Remittances to the Rescue?

Remittances -- the money sent home to families by migrants living in foreign countries -- have been gaining attention in the last few years from international institutions such as the World Bank, the Inter-American Development Bank (IDB), and the International Monetary Fund. These organizations and others have begun to study remittances with an eye to their potential for reducing poverty in the poor and near-poor countries to which most of these funds flow. It turns out that remittances are a mixed blessing. They offer a relatively stable source of incoming funds. At the same time, however, they can create an alarming dependence on behalf of their recipients, heightening their vulnerability to shifting political and economic winds in the host countries over which they have no control.

Remittances have been, until very recently, very much on the rise, with about 10% of the world's population now receiving some remittance income. In 2006, 150 million migrants across the globe sent $300 billion in 1.5 billion transactions. Remittances now represent nearly one-third of total financial flows to the developing world -- more than official development assistance and, depending on the country, more even than foreign direct investment. Fifty-nine countries receive more than $1 billion annually in remittances, and 45 receive more than 10% of their GDP. Moreover, remittance flows have tended to be much more stable than foreign direct investment or portfolio (stocks and bonds) investment.

One-third of the money sent originates in the United States; most of the rest is sent from Europe and the Middle East. A significant volume of remittance money circulates within the developing world as well, however: so-called "South-South" flows account for 30% to 45% of total remittances, according to the World Bank.

Latin America and the Caribbean is the region receiving the highest level of remittances per capita, averaging $102 annually, and the region's remittance flows have risen tenfold in real terms over the last 20 years. In 2006 the region received $62.3 billion from migrants abroad -- five times the amount of "official development assistance" it received -- with remittances to Mexico ($24.2 billion) accounting for over a third. After climbing at double-digit rates in the last decade, the flow now appears to be leveling off: a recent survey by an IDB fund estimated 2007 remittances to the region at $66.5 billion, only a 7% increase over the previous year.

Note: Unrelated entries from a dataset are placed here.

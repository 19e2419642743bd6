//! XChaCha20-Poly1305 authenticated encryption with a detached tag.
//!
//! Packet bodies carry the IV, ciphertext and tag as separate fields, so the
//! tag is kept out of the ciphertext buffer. The packet header is bound as
//! associated data.
//!
//! ## Security Notes
//!
//! - Keys are zeroized on drop
//! - IVs are randomly generated using OsRng (192 bits, safe for random use)
//! - NEVER reuse an IV with the same key

use chacha20poly1305::{
    aead::{AeadInPlace, KeyInit},
    XChaCha20Poly1305, XNonce,
};
use rand::rngs::OsRng;
use rand::RngCore;
use serde::{Deserialize, Serialize};
use subtle::ConstantTimeEq;
use zeroize::{Zeroize, ZeroizeOnDrop};

use crate::{CryptoError, Result};

/// Size of symmetric key in bytes (256 bits).
pub const KEY_SIZE: usize = 32;

/// Size of IV in bytes (192 bits for XChaCha20).
pub const IV_SIZE: usize = 24;

/// Size of authentication tag in bytes.
pub const TAG_SIZE: usize = 16;

/// A 256-bit symmetric key for XChaCha20-Poly1305 encryption.
///
/// The key is automatically zeroized when dropped.
#[derive(Clone, Zeroize, ZeroizeOnDrop)]
pub struct SymmetricKey {
    bytes: [u8; KEY_SIZE],
}

impl SymmetricKey {
    /// Generate a new random symmetric key.
    pub fn generate() -> Self {
        let mut bytes = [0u8; KEY_SIZE];
        OsRng.fill_bytes(&mut bytes);
        Self { bytes }
    }

    /// Create a key from raw bytes.
    ///
    /// # Errors
    ///
    /// Returns an error if the input is not exactly 32 bytes.
    pub fn from_bytes(bytes: &[u8]) -> Result<Self> {
        if bytes.len() != KEY_SIZE {
            return Err(CryptoError::InvalidKeyLength {
                expected: KEY_SIZE,
                actual: bytes.len(),
            });
        }
        let mut arr = [0u8; KEY_SIZE];
        arr.copy_from_slice(bytes);
        Ok(Self { bytes: arr })
    }

    /// Get the key as a byte slice.
    ///
    /// # Security
    ///
    /// Be careful with this - avoid logging or persisting the returned bytes.
    pub fn as_bytes(&self) -> &[u8; KEY_SIZE] {
        &self.bytes
    }
}

impl From<[u8; KEY_SIZE]> for SymmetricKey {
    fn from(bytes: [u8; KEY_SIZE]) -> Self {
        Self { bytes }
    }
}

impl PartialEq for SymmetricKey {
    fn eq(&self, other: &Self) -> bool {
        self.bytes.ct_eq(&other.bytes).into()
    }
}

impl Eq for SymmetricKey {}

impl std::fmt::Debug for SymmetricKey {
    fn fmt(&self, f: &mut std::fmt::Formatter<'_>) -> std::fmt::Result {
        write!(f, "SymmetricKey([REDACTED])")
    }
}

/// A 192-bit initialization vector for XChaCha20-Poly1305.
#[derive(Clone, PartialEq, Eq, Serialize, Deserialize)]
pub struct Iv {
    bytes: [u8; IV_SIZE],
}

impl Iv {
    /// Generate a new random IV.
    pub fn generate() -> Self {
        let mut bytes = [0u8; IV_SIZE];
        OsRng.fill_bytes(&mut bytes);
        Self { bytes }
    }

    /// Create an IV from raw bytes.
    pub fn from_bytes(bytes: &[u8]) -> Result<Self> {
        if bytes.len() != IV_SIZE {
            return Err(CryptoError::InvalidIvLength {
                expected: IV_SIZE,
                actual: bytes.len(),
            });
        }
        let mut arr = [0u8; IV_SIZE];
        arr.copy_from_slice(bytes);
        Ok(Self { bytes: arr })
    }

    /// Get the IV as a byte slice.
    pub fn as_bytes(&self) -> &[u8; IV_SIZE] {
        &self.bytes
    }

    /// Mutable access, used by tamper tests and fuzzers.
    pub fn as_bytes_mut(&mut self) -> &mut [u8; IV_SIZE] {
        &mut self.bytes
    }
}

impl std::fmt::Debug for Iv {
    fn fmt(&self, f: &mut std::fmt::Formatter<'_>) -> std::fmt::Result {
        write!(f, "Iv({:02x}{:02x}..)", self.bytes[0], self.bytes[1])
    }
}

/// A detached Poly1305 authentication tag.
#[derive(Clone, PartialEq, Eq, Serialize, Deserialize)]
pub struct Tag {
    bytes: [u8; TAG_SIZE],
}

impl Tag {
    /// Create a tag from raw bytes.
    pub fn from_bytes(bytes: &[u8]) -> Result<Self> {
        if bytes.len() != TAG_SIZE {
            return Err(CryptoError::InvalidTagLength {
                expected: TAG_SIZE,
                actual: bytes.len(),
            });
        }
        let mut arr = [0u8; TAG_SIZE];
        arr.copy_from_slice(bytes);
        Ok(Self { bytes: arr })
    }

    /// Get the tag as a byte slice.
    pub fn as_bytes(&self) -> &[u8; TAG_SIZE] {
        &self.bytes
    }

    /// Mutable access, used by tamper tests and fuzzers.
    pub fn as_bytes_mut(&mut self) -> &mut [u8; TAG_SIZE] {
        &mut self.bytes
    }
}

impl std::fmt::Debug for Tag {
    fn fmt(&self, f: &mut std::fmt::Formatter<'_>) -> std::fmt::Result {
        write!(f, "Tag({:02x}{:02x}..)", self.bytes[0], self.bytes[1])
    }
}

/// Output of [`seal`]: IV, ciphertext and detached tag.
#[derive(Clone, Debug, PartialEq, Eq, Serialize, Deserialize)]
pub struct Sealed {
    /// The IV used for encryption.
    pub iv: Iv,
    /// The ciphertext, same length as the plaintext.
    pub ciphertext: Vec<u8>,
    /// The authentication tag over ciphertext and associated data.
    pub tag: Tag,
}

/// Encrypt `plaintext` under `key`, authenticating `aad` alongside it.
///
/// # Example
///
/// ```
/// use twinguard_crypto::symmetric::{open, seal, SymmetricKey};
///
/// let key = SymmetricKey::generate();
/// let sealed = seal(&key, b"micro-pkt", b"header").unwrap();
/// let opened = open(&key, &sealed, b"header").unwrap();
///
/// assert_eq!(opened, b"micro-pkt");
/// ```
pub fn seal(key: &SymmetricKey, plaintext: &[u8], aad: &[u8]) -> Result<Sealed> {
    let cipher = XChaCha20Poly1305::new(key.as_bytes().into());
    let iv = Iv::generate();
    let xnonce = XNonce::from_slice(iv.as_bytes());

    let mut buffer = plaintext.to_vec();
    let tag = cipher
        .encrypt_in_place_detached(xnonce, aad, &mut buffer)
        .map_err(|_| CryptoError::Encryption("XChaCha20-Poly1305 encryption failed".into()))?;

    Ok(Sealed {
        iv,
        ciphertext: buffer,
        tag: Tag::from_bytes(tag.as_slice())?,
    })
}

/// Decrypt and authenticate a [`Sealed`] payload.
///
/// # Errors
///
/// Returns `CryptoError::Decryption` if the ciphertext, tag, IV or associated
/// data was altered, or the wrong key is used.
pub fn open(key: &SymmetricKey, sealed: &Sealed, aad: &[u8]) -> Result<Vec<u8>> {
    let cipher = XChaCha20Poly1305::new(key.as_bytes().into());
    let xnonce = XNonce::from_slice(sealed.iv.as_bytes());
    let tag = chacha20poly1305::Tag::from_slice(sealed.tag.as_bytes());

    let mut buffer = sealed.ciphertext.clone();
    cipher
        .decrypt_in_place_detached(xnonce, aad, &mut buffer, tag)
        .map_err(|_| CryptoError::Decryption)?;
    Ok(buffer)
}
//! # twinguard-protocol
//!
//! Secure packet protocol between devices and access points.
//!
//! This crate provides:
//! - **Packet**: signed, encrypted, replay-protected device-to-AP packet
//! - **verify_packet**: ordered receiver-side checks yielding a [`Rejection`]
//! - **ReplayWindow**: lazily pruned per-AP nonce memory
//! - **Beacon**: signed periodic AP announcement
//!
//! ## Limitation
//!
//! Signatures verify against the public key carried in the packet header.
//! This shows the packet was not altered after signing; it does not bind the
//! sender id to a key.

#![forbid(unsafe_code)]
#![warn(missing_docs)]
#![warn(clippy::all)]

pub mod beacon;
pub mod domain_separation;
pub mod error;
pub mod limits;
pub mod packet;
pub mod replay;
pub mod time;
pub mod verify;

pub use beacon::Beacon;
pub use error::{ProtocolError, Rejection, Result};
pub use packet::{Nonce, Packet, PacketBody, PacketHeader};
pub use replay::ReplayWindow;
pub use time::Tolerance;
pub use verify::{verify_packet, ApDirectory, Receiver};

Most of the money received in this region is used for everyday living expenses, everything from food and home repairs to school tuition. What interests economists most, though, is the potential for remittances to contribute to economic development -- when, for example, recipients put the money toward new small business ventures that may over time provide employment to others and expand local economies. According to a 2007 World Bank report, the data suggest that remittances do tend to increase bank deposits, reflecting at least some potential for such investment.

Research has generally found that higher remittance flows are, to a modest degree, associated with lower poverty, better health, and higher levels of education in the developing world. In ten out of eleven Latin American and Caribbean countries examined in a 2006 World Bank study, children from families receiving remittances were more likely to remain in school than those whose parents were not supported by such funds.

Yet the increasing remittance flows have a downside: families and national economies that come to rely on the extra income become vulnerable to far-distant events and trends. Take the case of Mexico. One consequence of the current bust in the U. S. housing market is that construction, which employs many Mexican workers, has slowed -- and along with it, the flow of money back home. Remittances to Mexico grew only 1% in 2007, and in January of this year fell 6% compared to the same period last year, according to the IDB.

And the falloff in construction work is not the only factor depressing Mexican migrants' ability to send money home. Thanks to increasingly visible anti-immigrant sentiment in the United States, stricter border enforcement -- including the threat of incarceration, as opposed to just deportation, for undocumented migrants caught crossing the border -- and penalties for employers who hire undocumented workers, it has become harder for immigrants to enter the country and find decent jobs. As the dollar falls in value against foreign currencies, those who have been in the United States for some time may have to work longer hours and cut their expenses just to be able to send home the same amounts.

Migration and remittances have certainly transformed many Latin American towns, but not always for the better. So-called "migra-villages" have seen their working-age adult population shrink. Remittance money can help build new homes, but they often remain empty in their owners' absence; new schools get built, but enrollment does not necessarily increase. Family members left behind may stop working and wait month-to-month for money from overseas, weakening local economies -- not a sustainable set-up in the long run.

And surprisingly, remittances do not necessarily flow most heavily toward the poorest families that need them the most. In fact, the World Bank's 2006 study found that in the 11 Latin American and Caribbean countries for which data were available, remittance income was actually distributed slightly more unequally than total household income: the top 20% took in 51% of total income, but 54% of remittances. Who receives remittances varies sharply from country to country. Contrast Mexico, for instance, where 61% of the households receiving remittances in 2004 were in the bottom 20% by (non-remittance) income, with Peru, where fewer than 6% were, while 40% were in the top income quintile.

Today, remittance checks are helping millions of households across the global South to keep food on the table and a roof overhead. Although the evidence hardly hails them as a long-term solution to global poverty, as long as remittance flows continue, they should be both facilitated and rigorously regulated.